__Problem statement__.
Beginning with the first line, please return the entries exactly through the line that contains "#[derive(Debug, Clone, PartialEq, Eq, Hash)]", and leave out all later lines.

Data Start Marker

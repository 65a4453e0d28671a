use std::fmt;

use crate::error::ValidationError;
use crate::util::ensure_canonical;

/// Divides an entry line into its key and value.
pub const SEPARATOR: char = '=';

/// A single `key=value` pair belonging to a [`Section`](crate::Section).
///
/// Keys are never empty; values may be. Both are stored trimmed.
#[derive(Debug, Clone, PartialEq, Eq, Hash)]
#[cfg_attr(feature = "serde", derive(serde::Serialize))]
pub struct Entry {
    key: String,
    value: String,
}

impl Entry {
    /// Create an entry that builds to `key=value`.
    ///
    /// # Errors
    ///
    /// Returns a [`ValidationError`] if the pair would not be read back unchanged by
    /// [`Entry::parse`]: an empty key, surrounding whitespace or line breaks in either part, a
    /// key containing `=`, or a pair that would form a `[section]` header line.
    pub fn new(key: impl Into<String>, value: impl Into<String>) -> Result<Self, ValidationError> {
        let key = key.into();
        let value = value.into();

        if key.is_empty() {
            return Err(ValidationError::EmptyKey);
        }

        ensure_canonical(&key)?;
        ensure_canonical(&value)?;

        if key.contains(SEPARATOR) {
            return Err(ValidationError::SeparatorInKey { key });
        }

        if key.starts_with('[') && value.ends_with(']') {
            return Err(ValidationError::HeaderShaped { key, value });
        }

        Ok(Self { key, value })
    }

    /// Recognize a normalized line as `key = value`.
    ///
    /// The first `=` splits the line; both sides are trimmed. Returns `None` when the line has no
    /// separator or nothing before it.
    #[must_use]
    pub fn parse(line: &str) -> Option<Self> {
        let (key, value) = line.split_once(SEPARATOR)?;
        let key = key.trim();

        if key.is_empty() {
            return None;
        }

        Some(Self {
            key: key.to_owned(),
            value: value.trim().to_owned(),
        })
    }

    #[must_use]
    pub fn key(&self) -> &str {
        &self.key
    }

    #[must_use]
    pub fn value(&self) -> &str {
        &self.value
    }

    /// Serialize to a single line without a terminator. No whitespace surrounds the separator.
    #[must_use]
    pub fn build(&self) -> String {
        format!("{}{SEPARATOR}{}", self.key, self.value)
    }
}

impl fmt::Display for Entry {
    fn fmt(&self, f: &mut fmt::Formatter<'_>) -> fmt::Result {
        write!(f, "{}{SEPARATOR}{}", self.key, self.value)
    }
}
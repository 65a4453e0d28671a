/// A line that the parser could not turn into a section or an entry.
///
/// In the default (lenient) mode these are only reported as diagnostics and the line is dropped.
/// Strict parsing fails on the first one. Line numbers are 1-based physical lines.
#[non_exhaustive]
#[derive(Debug, Clone, PartialEq, Eq, thiserror::Error)]
pub enum ParseError {
    #[error("line {line}: section name cannot be empty")]
    SectionNameEmpty { line: usize },
    #[error("line {line}: entry appears before any section header")]
    OrphanEntry { line: usize },
    #[error("line {line}: entry key cannot be empty")]
    EmptyKey { line: usize },
    #[error("line {line}: expected `[section]` or `key = value`, found {text:?}")]
    UnrecognizedLine { line: usize, text: String },
}

impl ParseError {
    #[must_use]
    pub fn line(&self) -> usize {
        match *self {
            Self::SectionNameEmpty { line }
            | Self::OrphanEntry { line }
            | Self::EmptyKey { line }
            | Self::UnrecognizedLine { line, .. } => line,
        }
    }
}

/// Rejected input to [`Section::new`](crate::Section::new) or [`Entry::new`](crate::Entry::new).
///
/// Every variant describes text that would not survive being built and parsed again.
#[non_exhaustive]
#[derive(Debug, Clone, PartialEq, Eq, thiserror::Error)]
pub enum ValidationError {
    #[error("section name cannot be empty")]
    EmptySectionName,
    #[error("entry key cannot be empty")]
    EmptyKey,
    #[error("{text:?} has leading or trailing whitespace")]
    Untrimmed { text: String },
    #[error("{text:?} contains a line break")]
    LineBreak { text: String },
    #[error("key {key:?} contains the `=` separator")]
    SeparatorInKey { key: String },
    #[error("entry `{key}={value}` would be read back as a section header")]
    HeaderShaped { key: String, value: String },
}
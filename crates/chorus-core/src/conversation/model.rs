//! Conversation domain model.

use super::message::Message;
use crate::persona::Persona;
use serde::{Deserialize, Serialize};
use uuid::Uuid;

/// Default title for a fresh conversation.
pub const DEFAULT_TITLE: &str = "New Conversation";

/// One chat thread: ordered message history plus the personas taking part.
///
/// Messages are append-only and their insertion order is the only order.
/// Participants are unique by id and kept in the order they were added.
/// Mutation goes through [`super::ConversationState`].
#[derive(Debug, Clone, Serialize, Deserialize)]
pub struct Conversation {
    pub id: String,
    pub title: String,
    pub(crate) messages: Vec<Message>,
    pub(crate) participants: Vec<Persona>,
}

impl Conversation {
    /// Creates an empty conversation with the given starting participants.
    ///
    /// Duplicate personas (by id) are dropped, keeping the first occurrence.
    pub fn new(title: impl Into<String>, participants: Vec<Persona>) -> Self {
        let mut unique: Vec<Persona> = Vec::with_capacity(participants.len());
        for persona in participants {
            if !unique.iter().any(|p| p.id == persona.id) {
                unique.push(persona);
            }
        }

        Self {
            id: Uuid::new_v4().to_string(),
            title: title.into(),
            messages: Vec::new(),
            participants: unique,
        }
    }

    pub fn messages(&self) -> &[Message] {
        &self.messages
    }

    pub fn participants(&self) -> &[Persona] {
        &self.participants
    }

    pub fn last_message(&self) -> Option<&Message> {
        self.messages.last()
    }

    pub fn participant(&self, persona_id: &str) -> Option<&Persona> {
        self.participants.iter().find(|p| p.id == persona_id)
    }

    pub fn is_participant(&self, persona_id: &str) -> bool {
        self.participant(persona_id).is_some()
    }
}

#[cfg(test)]
mod tests {
    use super::*;
    use crate::persona::get_default_presets;

    #[test]
    fn test_new_deduplicates_participants() {
        let presets = get_default_presets();
        let conversation = Conversation::new(
            DEFAULT_TITLE,
            vec![presets[0].clone(), presets[1].clone(), presets[0].clone()],
        );
        assert_eq!(conversation.participants().len(), 2);
        assert_eq!(conversation.participants()[0].id, "ai-assistant");
        assert!(conversation.messages().is_empty());
        assert!(conversation.last_message().is_none());
    }
}
//! Conversation orchestration.
//!
//! `ConversationOrchestrator` owns one conversation and drives both reply
//! modes on top of it:
//!
//! - **Direct mode**: a human message is routed by its mentions and the
//!   selected personas reply once each, in participant order.
//! - **Self-engagement**: an inference router picks responders round after
//!   round until the decider selects nobody or the message budget is spent.
//!
//! # Concurrency
//!
//! The orchestrator is shared behind an `Arc` and every operation takes
//! `&self`. Conversation state sits behind a `tokio::sync::RwLock` that is
//! never held across a provider call, so participants can be edited while a
//! run is waiting on a reply. Each round re-reads the participant list.
//!
//! Completion calls for the conversation never overlap: a direct reply batch
//! and a self-engagement run both hold the same activity slot for their whole
//! duration, start delay included.
//!
//! Observers are called after the state lock has been released, in the order
//! the events happened.

use std::sync::atomic::{AtomicBool, AtomicU8, AtomicUsize, Ordering};
use std::sync::{Arc, Mutex, PoisonError};

use chorus_core::conversation::{
    Conversation, ConversationEvent, ConversationObserver, ConversationState, Message,
};
use chorus_core::engagement::{
    CONTINUE_PLACEHOLDER, MIN_SELF_ENGAGE_PARTICIPANTS, RunReport, SelfEngagementConfig,
    StopReason,
};
use chorus_core::error::{ChorusError, Result};
use chorus_core::persona::{Persona, PersonaRegistry};
use chorus_core::routing::{normalize_outgoing, route_by_mention};
use chorus_interaction::{InferenceRouting, PersonaResponder, apology_message};
use tokio::sync::RwLock;

use crate::pacing::{NoPacing, PacingPolicy, pause};

/// Result of [`ConversationOrchestrator::send_message`].
#[derive(Debug, Clone, PartialEq)]
pub enum TurnOutcome {
    /// Replies produced by the mention-routed personas, in append order.
    Direct { responses: Vec<Message> },
    /// The message triggered an autonomous run.
    SelfEngagement(RunReport),
}
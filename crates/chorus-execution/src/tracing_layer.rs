//! Custom tracing layer for streaming orchestration events to the front end
//!
//! The REPL shows what the orchestrator is doing (run started, decider
//! fallback, dropped replies) without scraping log output. This layer turns
//! selected tracing events into [`DiagnosticEvent`]s and pushes them through
//! an unbounded tokio channel.

use serde_json::Value;
use std::collections::HashMap;
use tokio::sync::mpsc;
use tracing::{Event, Level, Subscriber};
use tracing_subscriber::Layer;
use tracing_subscriber::filter::Targets;
use tracing_subscriber::layer::Context;

/// Target prefix shared by all Chorus crates.
pub const CHORUS_TARGET: &str = "chorus";

/// Event data sent to the front end
#[derive(Debug, Clone, serde::Serialize)]
pub struct DiagnosticEvent {
    /// Event target (e.g., "chorus::engagement")
    pub target: String,
    /// Log level (INFO, WARN, ERROR, ...)
    #[serde(serialize_with = "serialize_level")]
    pub level: Level,
    /// Human-readable message
    pub message: String,
    /// Structured fields from the event, without the message
    pub fields: HashMap<String, Value>,
    pub timestamp: String,
}

impl DiagnosticEvent {
    pub fn is_warning(&self) -> bool {
        self.level == Level::WARN || self.level == Level::ERROR
    }
}

fn serialize_level<S: serde::Serializer>(level: &Level, serializer: S) -> Result<S::Ok, S::Error> {
    serializer.collect_str(level)
}

/// A tracing layer that sends events to a channel
pub struct DiagnosticsLayer {
    sender: mpsc::UnboundedSender<DiagnosticEvent>,
}

impl DiagnosticsLayer {
    pub fn new(sender: mpsc::UnboundedSender<DiagnosticEvent>) -> Self {
        Self { sender }
    }

    /// Per-layer filter: INFO and above from Chorus targets only.
    pub fn default_filter() -> Targets {
        Targets::new().with_target(CHORUS_TARGET, Level::INFO)
    }
}

impl<S> Layer<S> for DiagnosticsLayer
where
    S: Subscriber + for<'a> tracing_subscriber::registry::LookupSpan<'a>,
{
    fn on_event(&self, event: &Event<'_>, _ctx: Context<'_, S>) {
        let mut fields = HashMap::new();
        let mut visitor = FieldVisitor(&mut fields);
        event.record(&mut visitor);

        let message = match fields.remove("message") {
            Some(Value::String(s)) => s,
            Some(other) => other.to_string(),
            None => String::new(),
        };

        let diagnostic = DiagnosticEvent {
            target: event.metadata().target().to_string(),
            level: *event.metadata().level(),
            message,
            fields,
            timestamp: chrono::Utc::now().to_rfc3339(),
        };

        // Receiver gone means nobody is listening anymore
        let _ = self.sender.send(diagnostic);
    }
}

/// Field visitor that extracts tracing event fields into a HashMap
struct FieldVisitor<'a>(&'a mut HashMap<String, Value>);

impl tracing::field::Visit for FieldVisitor<'_> {
    fn record_f64(&mut self, field: &tracing::field::Field, value: f64) {
        self.0
            .insert(field.name().to_string(), serde_json::json!(value));
    }

    fn record_i64(&mut self, field: &tracing::field::Field, value: i64) {
        self.0
            .insert(field.name().to_string(), serde_json::json!(value));
    }

    fn record_u64(&mut self, field: &tracing::field::Field, value: u64) {
        self.0
            .insert(field.name().to_string(), serde_json::json!(value));
    }

    fn record_bool(&mut self, field: &tracing::field::Field, value: bool) {
        self.0
            .insert(field.name().to_string(), serde_json::json!(value));
    }

    fn record_str(&mut self, field: &tracing::field::Field, value: &str) {
        self.0
            .insert(field.name().to_string(), serde_json::json!(value));
    }

    fn record_debug(&mut self, field: &tracing::field::Field, value: &dyn std::fmt::Debug) {
        self.0.insert(
            field.name().to_string(),
            serde_json::json!(format!("{:?}", value)),
        );
    }
}
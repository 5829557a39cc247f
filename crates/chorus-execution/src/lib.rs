//! Runtime plumbing for Chorus: tracing subscriber setup and the diagnostics
//! layer that forwards orchestration events to the interactive front end.

pub mod logging;
pub mod tracing_layer;

pub use logging::{LogConfig, LoggingError, init_tracing};
pub use tracing_layer::{DiagnosticEvent, DiagnosticsLayer};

Data End Marker

__Task result__.
repository 65a4453e0d28671a
use std::fmt;

use crate::error::ValidationError;
use crate::util::ensure_canonical;

/// Divides an entry line into its key and value.
pub const SEPARATOR: char = '=';

/// A single `key=value` pair belonging to a [`Section`](crate::Section).
///
/// Keys are never empty; values may be. Both are stored trimmed.
#[derive(Debug, Clone, PartialEq, Eq, Hash)]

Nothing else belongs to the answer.